Overcoming water restrictions.

We have spoken several times about recycling and managing our resources, in our case water, intelligently.  It personally upsets me when I see things being wasted for                                                                                                                        no reason other than laziness and/or ignorance.  Many municipalities have already adopted watering restrictions, and many more have been implementing them in an effort to be more environmentally conscious.  The initial concept and rational behind them was the first step.  As we live with these new rules however, it is our goal to educate our customers on the evolving technology and future of irrigation waste management.  Imposing restrictions does not guarantee being responsible. 

Currently, water restrictions define a time and duration of when you are allowed to water.  This generalization however, does not take into account many variables such as size of property, peak demand, etc..., and completely ignores the primary objective of teaching people to be responsible and aware of the resource. 

The primary objective of irrigation is to maintain a healthy environment for landscapes to flourish, and additionally reduce the negative impact of dead plants.  Many times the imposed watering restrictions do not allow enough time to water in order to keep the landscaping healthy.  Additionally, putting a time constraint does not teach people how to use water properly or efficiently, and in many cases actually results in more wasted water. 

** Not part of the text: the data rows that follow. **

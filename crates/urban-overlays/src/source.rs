// Where static assets come from: the web server the map is served by, or a
// local directory when running the terminal front end.

use crate::error::{AssetError, Result};
use anyhow::Context;
use async_trait::async_trait;
use serde::de::DeserializeOwned;
use std::path::PathBuf;
use std::time::Duration;

#[async_trait]
pub trait AssetSource: Send + Sync {
    /// Fetch the raw bytes of the asset at `path` (e.g. `/sample_prompts.json`)
    async fn fetch(&self, path: &str) -> Result<Vec<u8>>;
}

/// Fetch and decode a JSON asset.
pub async fn load_json<T: DeserializeOwned>(source: &dyn AssetSource, path: &str) -> Result<T> {
    let bytes = source.fetch(path).await?;
    serde_json::from_slice(&bytes).map_err(|source| AssetError::Parse {
        path: path.to_string(),
        source,
    })
}

/// Same-origin HTTP asset source.
pub struct HttpAssetSource {
    client: reqwest::Client,
    base_url: String,
}

impl HttpAssetSource {
    pub fn new(base_url: impl Into<String>) -> anyhow::Result<Self> {
        let client = reqwest::Client::builder()
            .timeout(Duration::from_secs(30))
            .build()
            .context("Failed to create HTTP client")?;

        Ok(Self {
            client,
            base_url: base_url.into().trim_end_matches('/').to_string(),
        })
    }
}

#[async_trait]
impl AssetSource for HttpAssetSource {
    async fn fetch(&self, path: &str) -> Result<Vec<u8>> {
        let url = format!("{}/{}", self.base_url, path.trim_start_matches('/'));
        let response = self.client.get(&url).send().await?;

        let status = response.status();
        if !status.is_success() {
            return Err(AssetError::Status {
                path: path.to_string(),
                status: status.as_u16(),
            });
        }

        Ok(response.bytes().await?.to_vec())
    }
}

/// Assets read from a directory on disk (the web app's `public/` folder).
pub struct DirAssetSource {
    root: PathBuf,
}

impl DirAssetSource {
    pub fn new(root: impl Into<PathBuf>) -> Self {
        Self { root: root.into() }
    }
}

#[async_trait]
impl AssetSource for DirAssetSource {
    async fn fetch(&self, path: &str) -> Result<Vec<u8>> {
        let full = self.root.join(path.trim_start_matches('/'));
        match tokio::fs::read(&full).await {
            Ok(bytes) => Ok(bytes),
            Err(e) if e.kind() == std::io::ErrorKind::NotFound => {
                Err(AssetError::NotFound(full.display().to_string()))
            }
            Err(e) => Err(e.into()),
        }
    }
}
use std::collections::VecDeque;
use urban_types::{ChatApiResponse, ChatMessage, MessageIdGenerator, MessageKind};

pub const DEFAULT_MAX_MESSAGES: usize = 50;

/// Append-only transcript capped at `max_messages`.
///
/// Oldest entries are dropped first, after each append.
#[derive(Debug, Clone)]
pub struct ChatHistory {
    messages: VecDeque<ChatMessage>,
    max_messages: usize,
    ids: MessageIdGenerator,
}

impl Default for ChatHistory {
    fn default() -> Self {
        Self::new(DEFAULT_MAX_MESSAGES)
    }
}

impl ChatHistory {
    pub fn new(max_messages: usize) -> Self {
        Self {
            messages: VecDeque::new(),
            max_messages: max_messages.max(1),
            ids: MessageIdGenerator::new(),
        }
    }

    pub fn max_messages(&self) -> usize {
        self.max_messages
    }

    pub fn push(&mut self, message: ChatMessage) -> &ChatMessage {
        self.messages.push_back(message);
        while self.messages.len() > self.max_messages {
            self.messages.pop_front();
        }
        // just pushed, so the deque is non-empty
        &self.messages[self.messages.len() - 1]
    }

    pub fn push_user(&mut self, text: impl Into<String>) -> &ChatMessage {
        let id = self.ids.next_id();
        self.push(ChatMessage::user(id, text))
    }

    pub fn push_assistant(&mut self, response: &ChatApiResponse) -> &ChatMessage {
        let id = self.ids.next_id();
        self.push(ChatMessage::assistant(id, response))
    }

    pub fn push_error(&mut self, text: impl Into<String>) -> &ChatMessage {
        let id = self.ids.next_id();
        self.push(ChatMessage::error(id, text))
    }

    pub fn clear(&mut self) {
        self.messages.clear();
    }

    pub fn len(&self) -> usize {
        self.messages.len()
    }

    pub fn is_empty(&self) -> bool {
        self.messages.is_empty()
    }

    pub fn iter(&self) -> impl Iterator<Item = &ChatMessage> {
        self.messages.iter()
    }

    pub fn last(&self) -> Option<&ChatMessage> {
        self.messages.back()
    }

    pub fn count_of(&self, kind: MessageKind) -> usize {
        self.messages.iter().filter(|m| m.kind == kind).count()
    }

    pub fn to_vec(&self) -> Vec<ChatMessage> {
        self.messages.iter().cloned().collect()
    }
}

More emphasis should be placed on the educational aspect in an effort to reduce water consumption.  Factors such as: ideal mowing height, rain/heat sensors, flow detectors, wind monitors, draught resistant vegetation, drip irrigation, etc..., could potentially save roughly 50% or more of water consumption.  Additionally, things such as permits and inspections of systems by the municipality would further enforce this goal.  Providing an incentive (ie. longer watering windows) to people who retrofit their existing irrigation systems with some of these water saving devices would encourage their use and further educate responsible use of this finite resource.  Ultimately, it would accomplish the goal of promoting a healthy and beautiful landscape.

Paperless option

Did you know since last year we have a paperless option? For all communication including work orders and invoicing! You have only to select the box on the booking form advising us that you would like this option or advise us when next you are on the phone with one of our customer service reps.  Make sure when you phone in that we have an updated email.

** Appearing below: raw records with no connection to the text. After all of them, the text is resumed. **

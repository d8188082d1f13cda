mod common;

use common::{response, FakeAssistant};
use std::sync::Arc;
use urban_assistant::AssistantError;
use urban_overlays::{AssetState, PromptCatalogue, PromptCategory};
use urban_state::{
    AssistantPane, MapCoordinator, PromptPolicy, SessionConfig, SessionError, StateError, Tab,
};
use urban_types::{
    resolve_neighborhood, LatLon, MessageKind, NeighborhoodId, PointOfInterest, Recommendation,
    DEFAULT_NEIGHBORHOOD_CENTER,
};

fn coordinator(fake: FakeAssistant) -> MapCoordinator {
    MapCoordinator::new(Arc::new(fake), SessionConfig::default()).with_points(vec![
        PointOfInterest::new(
            "space-needle",
            LatLon::new(47.6205, -122.3493),
            "Space Needle",
            "Observation tower",
        ),
    ])
}

fn catalogue() -> AssetState<PromptCatalogue> {
    AssetState::Ready(PromptCatalogue {
        categories: vec![PromptCategory {
            name: "Housing".into(),
            description: "Residential development".into(),
            prompts: vec!["Where should I develop 200 houses?".into()],
        }],
    })
}

#[tokio::test]
async fn test_recommendations_replace_store() {
    let recs = vec![
        Recommendation::new("4").with_score(4.2).with_density(5123.7),
        Recommendation::new("11").with_advice("Mid-rise near transit"),
        Recommendation::new("999"),
    ];
    let fake = FakeAssistant::new().reply(Ok(response("Here are three areas.", recs)));
    let mut map = coordinator(fake);

    let installed = map.send_prompt("Where should I build?").await.unwrap();

    assert_eq!(installed, 3);
    let points = map.store().points();
    assert_eq!(points.len(), 3);
    assert!(points.iter().all(|p| p.is_ai_recommendation));
    assert!(map.store().get("space-needle").is_none());

    let four = map.store().get("ai-4").unwrap();
    assert_eq!(four.center, resolve_neighborhood(&NeighborhoodId::new("4")));
    assert_eq!(four.density_label().as_deref(), Some("5124 people/km²"));
    assert_eq!(map.store().get("ai-11").unwrap().description, "Mid-rise near transit");
    assert_eq!(map.store().get("ai-999").unwrap().center, DEFAULT_NEIGHBORHOOD_CENTER);

    assert_eq!(map.store().recommendation_log().len(), 3);
    assert!(!map.session().is_loading());

    let last = map.session().history().last().unwrap();
    assert_eq!(last.kind, MessageKind::Assistant);
    assert_eq!(last.confidence_percent(), Some(87));
}

#[tokio::test]
async fn test_empty_recommendations_keep_store() {
    let fake = FakeAssistant::new().reply(Ok(response("Hello!", vec![])));
    let mut map = coordinator(fake);

    assert_eq!(map.send_prompt("hi").await.unwrap(), 0);

    assert!(map.store().get("space-needle").is_some());
    assert_eq!(map.session().history().len(), 2);
}

#[tokio::test]
async fn test_failed_prompt_appends_error() {
    let fake = FakeAssistant::new().reply(Err(AssistantError::Unreachable("refused".into())));
    let mut map = coordinator(fake);

    map.send_prompt("hi").await.unwrap();

    let history = map.session().history();
    assert_eq!(history.count_of(MessageKind::User), 1);
    assert_eq!(history.last().unwrap().kind, MessageKind::Error);
    assert!(history.last().unwrap().text.contains("can't reach"));
    assert!(map.store().get("space-needle").is_some());
    assert!(!map.session().is_loading());
}

#[tokio::test]
async fn test_blank_prompt_does_nothing() {
    let fake = Arc::new(FakeAssistant::new());
    let mut map = MapCoordinator::new(fake.clone(), SessionConfig::default());

    let err = map.send_prompt("  ").await.unwrap_err();

    assert_eq!(err, SessionError::EmptyPrompt);
    assert!(map.session().history().is_empty());
    assert!(fake.prompts().is_empty());
}

#[tokio::test]
async fn test_history_is_capped() {
    let mut map = coordinator(FakeAssistant::new());

    for i in 0..30 {
        map.send_prompt(&format!("question {}", i)).await.unwrap();
    }

    let history = map.session().history();
    assert_eq!(history.len(), 50);
    // 60 messages were appended, the first ten were dropped
    assert_eq!(history.iter().next().unwrap().text, "question 5");
}

#[tokio::test]
async fn test_clear_history_clears_locally_even_on_failure() {
    for fake in [FakeAssistant::new(), FakeAssistant::new().failing_clear()] {
        let mut map = coordinator(fake);
        map.send_prompt("hi").await.unwrap();

        map.clear_history().await;

        assert!(map.session().history().is_empty());
    }
}

#[tokio::test]
async fn test_check_connection() {
    let mut online = coordinator(FakeAssistant::new());
    assert!(online.check_connection().await);

    let mut offline = coordinator(FakeAssistant::offline());
    assert!(!offline.check_connection().await);
    assert!(offline.session().history().is_empty());
}

#[tokio::test]
async fn test_focus_survives_bulk_replace() {
    let fake = FakeAssistant::new().reply(Ok(response("ok", vec![Recommendation::new("2")])));
    let mut map = coordinator(fake);

    map.focus_point("space-needle", Some(700.0)).unwrap();
    map.send_prompt("anything").await.unwrap();

    let focus = map.focus().focused().unwrap();
    assert_eq!(focus.point.title, "Space Needle");
    assert!(map.store().get("space-needle").is_none());
    assert_eq!(map.focus().panel_width(), 676);
}

#[test]
fn test_unknown_focus_is_a_no_op() {
    let mut map = coordinator(FakeAssistant::new());

    let err = map.focus_point("nowhere", Some(10.0)).unwrap_err();

    assert_eq!(err, StateError::PointNotFound("nowhere".into()));
    assert!(!map.focus().is_panel_open());
}

#[tokio::test]
async fn test_reset_ai_recommendations() {
    let fake = FakeAssistant::new().reply(Ok(response(
        "ok",
        vec![Recommendation::new("7"), Recommendation::new("8")],
    )));
    let mut map = coordinator(fake);
    map.send_prompt("anything").await.unwrap();
    map.focus_point("ai-7", None).unwrap();

    map.reset_ai_recommendations();

    assert!(map.store().is_empty());
    assert!(map.store().recommendation_log().is_empty());
    assert!(!map.focus().is_panel_open());
}

#[test]
fn test_reset_keeps_manual_focus() {
    let mut map = coordinator(FakeAssistant::new());
    map.focus_point("space-needle", None).unwrap();

    map.reset_ai_recommendations();

    assert!(map.focus().is_panel_open());
    assert!(map.store().get("space-needle").is_some());
}

#[tokio::test]
async fn test_activate_recommendation() {
    let fake = FakeAssistant::new().reply(Ok(response("ok", vec![Recommendation::new("15")])));
    let mut map = coordinator(fake);
    map.select_tab(Tab::Assistant);
    map.send_prompt("anything").await.unwrap();

    map.activate_recommendation("ai-15").unwrap();

    assert_eq!(map.focus().focused().unwrap().point.id, "ai-15");
    assert_eq!(map.focus().panel_width(), 420);
    assert_eq!(map.tabs().active(), Tab::None);

    assert!(map.activate_recommendation("ai-3").is_err());
    assert_eq!(map.focus().focused().unwrap().point.id, "ai-15");
}

#[tokio::test]
async fn test_activate_recommendation_without_neighborhood_id() {
    let mut unnamed = Recommendation::new("");
    unnamed.neighborhood_id = None;
    let recs = vec![Recommendation::new("15"), unnamed];
    let fake = FakeAssistant::new().reply(Ok(response("ok", recs.clone())));
    let mut map = coordinator(fake);
    map.send_prompt("anything").await.unwrap();

    let point_id = recs[1].point_id(1);
    assert_eq!(point_id, "ai-1");
    map.activate_recommendation(&point_id).unwrap();

    let focused = &map.focus().focused().unwrap().point;
    assert_eq!(focused.id, "ai-1");
    assert_eq!(focused.center, DEFAULT_NEIGHBORHOOD_CENTER);
}

#[tokio::test]
async fn test_pick_prompt_submits_when_connected() {
    let fake = Arc::new(FakeAssistant::new());
    let mut map = MapCoordinator::new(fake.clone(), SessionConfig::default());
    map.set_catalogue(catalogue());
    map.check_connection().await;

    map.select_category(0).unwrap();
    let ticket = map.pick_prompt(0).unwrap().unwrap();

    assert_eq!(ticket.message, "Where should I develop 200 houses?");
    assert_eq!(map.tabs().pane(), AssistantPane::Chat);
    assert!(map.prompts().selected_category().is_none());
    assert!(map.session().is_loading());

    let outcome = ticket.dispatch(map.client()).await;
    map.apply_chat_outcome(outcome);
    assert_eq!(fake.prompts(), vec!["Where should I develop 200 houses?"]);
    assert_eq!(map.session().recent_prompt(), Some("Where should I develop 200 houses?"));
}

#[test]
fn test_pick_prompt_fills_input_when_offline() {
    let mut map = MapCoordinator::new(Arc::new(FakeAssistant::offline()), SessionConfig::default());
    map.set_catalogue(catalogue());

    map.select_category(0).unwrap();
    assert!(map.pick_prompt(0).unwrap().is_none());

    assert_eq!(map.session().input(), "Where should I develop 200 houses?");
    assert!(!map.session().is_loading());
}

#[tokio::test]
async fn test_supersede_cancels_in_flight_prompt() {
    let config = SessionConfig::new().with_policy(PromptPolicy::Supersede);
    let fake = Arc::new(FakeAssistant::new());
    let mut map = MapCoordinator::new(fake.clone(), config);

    let first = map.begin_prompt("hang forever").unwrap();
    let pending = tokio::spawn(first.dispatch(map.client()));
    let second = map.begin_prompt("second").unwrap();

    let stale = pending.await.unwrap();
    assert!(matches!(stale.result, Err(AssistantError::Cancelled)));
    assert_eq!(map.apply_chat_outcome(stale), 0);
    assert!(map.session().is_loading());

    let outcome = second.dispatch(map.client()).await;
    map.apply_chat_outcome(outcome);

    let texts: Vec<_> = map.session().history().iter().map(|m| m.text.clone()).collect();
    assert_eq!(texts, vec!["hang forever", "second", "echo: second"]);
}

#[test]
fn test_filters_and_tabs_through_snapshot() {
    let mut map = coordinator(FakeAssistant::new());
    map.set_filter(urban_types::OverlayCategory::PopulationDensity, true);
    map.set_filter(urban_types::OverlayCategory::WaterQuality, true);
    map.select_tab(Tab::Filters);

    let snapshot = map.snapshot();

    assert_eq!(snapshot.active_tab, Tab::None);
    assert_eq!(snapshot.filters.iter().filter(|f| f.enabled).count(), 2);
    assert_eq!(snapshot.layers.len(), 1);
    assert_eq!(snapshot.layers[0].features, 0);
    assert_eq!(snapshot.points.len(), 1);
    assert!(snapshot.ai_points.is_empty());
    assert!(snapshot.recommendation_log.is_empty());
}

#[tokio::test]
async fn test_snapshot_lists_ai_points_and_full_log() {
    let fake = FakeAssistant::new()
        .reply(Ok(response("first", vec![Recommendation::new("4"), Recommendation::new("7")])))
        .reply(Ok(response("second", vec![Recommendation::new("4")])));
    let mut map = coordinator(fake);

    let snapshot = map.snapshot();
    assert_eq!(snapshot.points.len(), 1);
    assert!(snapshot.ai_points.is_empty());

    map.send_prompt("one").await.unwrap();
    map.send_prompt("two").await.unwrap();

    let snapshot = map.snapshot();
    let ids: Vec<&str> = snapshot.ai_points.iter().map(|p| p.id.as_str()).collect();
    assert_eq!(ids, vec!["ai-4"]);
    assert_eq!(snapshot.recommendation_log.len(), 3);

    map.reset_ai_recommendations();
    let snapshot = map.snapshot();
    assert!(snapshot.ai_points.is_empty());
    assert!(snapshot.recommendation_log.is_empty());
}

Waterwell is pleased to announce that our electronic tablets test runs are going smoothly.  With still a few glitches to work out, hopefully this will ultimately replace paper work orders and go forward with greener tomorrow!

 7 seasons and our rates are still the same!!

We are proud to be able to offer our customers another season without raising our rates.  


2013 season was 5 years of service for our install crew chief Tyler Vanloo. Thank you Tyler for your years of hard work and service!

 Did you know that purple is the new green???

 On a recent trip to the Hoover Damn I saw first hand how precious water is.  The white mineral deposit stained walls of the Colorado river are all the proof you need that hey guess what...we are running out of water! As global water levels are dropping the movement to preserve what we have has never been more important.  Our industry which relies on water has taken many steps over the last few decades to preserve water and in turn preserve our existence.  Although using reclaimed water for irrigating lawns and gardens is general practice in many states south of the border Montreal is relatively new to the scene.  With more buildings trying to get LEED certified there is great effort that comes in planning the landscapes and its water requirements.  Reclaimed water is NOT potable water. To alert people to this the traditional black caps on the sprinkler heads have been replaced with purple caps, they also now have purple pipe, purple valves, purple valve box lids...you get the idea.   So if in your travels this summer you happen upon the purple capped sprinkler heads, you’ll know that it’s not a new fashion trend in the irrigation world.   But rather a warning and also a source of pride for an industry working towards being more sustainable.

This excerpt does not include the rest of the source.